Panorama view of Burke's Garden
The cluster extends around the western, southern and eastern sides of Burke's Garden. VA 16, on the southern side, and VA 42, on the eastern side, intersect with roads leading into the cluster. Access from Burke's Garden is somewhat restricted because of the steep rise of the slopes around the bowl forming the garden.

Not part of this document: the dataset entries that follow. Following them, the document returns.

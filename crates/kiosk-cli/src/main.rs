//! Attendance kiosk entry point.
//!
//! Loads configuration, initializes logging on stderr and runs the chosen
//! subcommand on a single-threaded runtime.

use std::io::{self, IsTerminal};

use anyhow::Context;
use clap::Parser;
use kiosk_core::KioskConfig;
use kiosk_core::config::LoggingConfig;
use tracing_subscriber::fmt::writer::BoxMakeWriter;
use tracing_subscriber::{EnvFilter, fmt};

mod commands;
mod console;
mod operator;
mod terminal;

use commands::Cli;
use terminal::CrlfWriter;

fn main() -> anyhow::Result<()> {
    let cli = Cli::parse();

    let mut config = KioskConfig::load(Some(cli.config.as_path()))
        .with_context(|| format!("failed to load configuration from {}", cli.config.display()))?;
    if let Some(level) = &cli.log_level {
        config.logging.level = level.clone();
    }
    init_logging(&config.logging);

    let runtime = tokio::runtime::Builder::new_current_thread()
        .enable_all()
        .build()
        .context("failed to start async runtime")?;

    runtime.block_on(cli.command.execute(config))
}

/// Initialize tracing on stderr; stdout is the operator display.
///
/// On a terminal, lines end in CRLF so they stay aligned in raw mode.
fn init_logging(config: &LoggingConfig) {
    let filter =
        EnvFilter::try_from_default_env().unwrap_or_else(|_| EnvFilter::new(&config.level));
    let writer = if io::stderr().is_terminal() {
        BoxMakeWriter::new(|| CrlfWriter::new(io::stderr()))
    } else {
        BoxMakeWriter::new(io::stderr)
    };

    match config.format.as_str() {
        "json" => {
            fmt()
                .json()
                .with_env_filter(filter)
                .with_target(true)
                .with_writer(writer)
                .init();
        }
        _ => {
            fmt()
                .pretty()
                .with_env_filter(filter)
                .with_target(true)
                .with_writer(writer)
                .init();
        }
    }
}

The Appalachian Trail passes through the full length of the cluster for 26.6 miles. From north to south, the trail crosses Va 615, Suiter Road, to enter the cluster at Hunting Camp Creek Wilderness. The trail climbs Brushy Mountain, then descends to cross Hunting Camp Creek, passes by Jenkins Shelter, climbs Garden Mountain, continues along the ridge of Garden Mountain with views of Burke's Garden, passes by Davis Farm Campsite, and crosses Va 623. The trail then enters Garden Mountain Wilderness continuing along the ridge of Garden Mountain. After leaving Garden Mountain Wilderness, the trail passes by Chestnut Ridge Shelter, goes along the boundary of Beartown Wilderness then turns south, descends through Beartown Wilderness Addition B, crosses USFS road 222, Poor Valley Road, to reach Lick Creek. Now the trail enters Lynn Camp Creek Wilderness Study Area, crosses over Lynn Camp Mountain reaching Lynn Camp Creek, then ascends Brushy Mountain passing Knot Maul Branch Shelter before descending to VA 42 to exit the cluster at the boundary of the wilderness study area.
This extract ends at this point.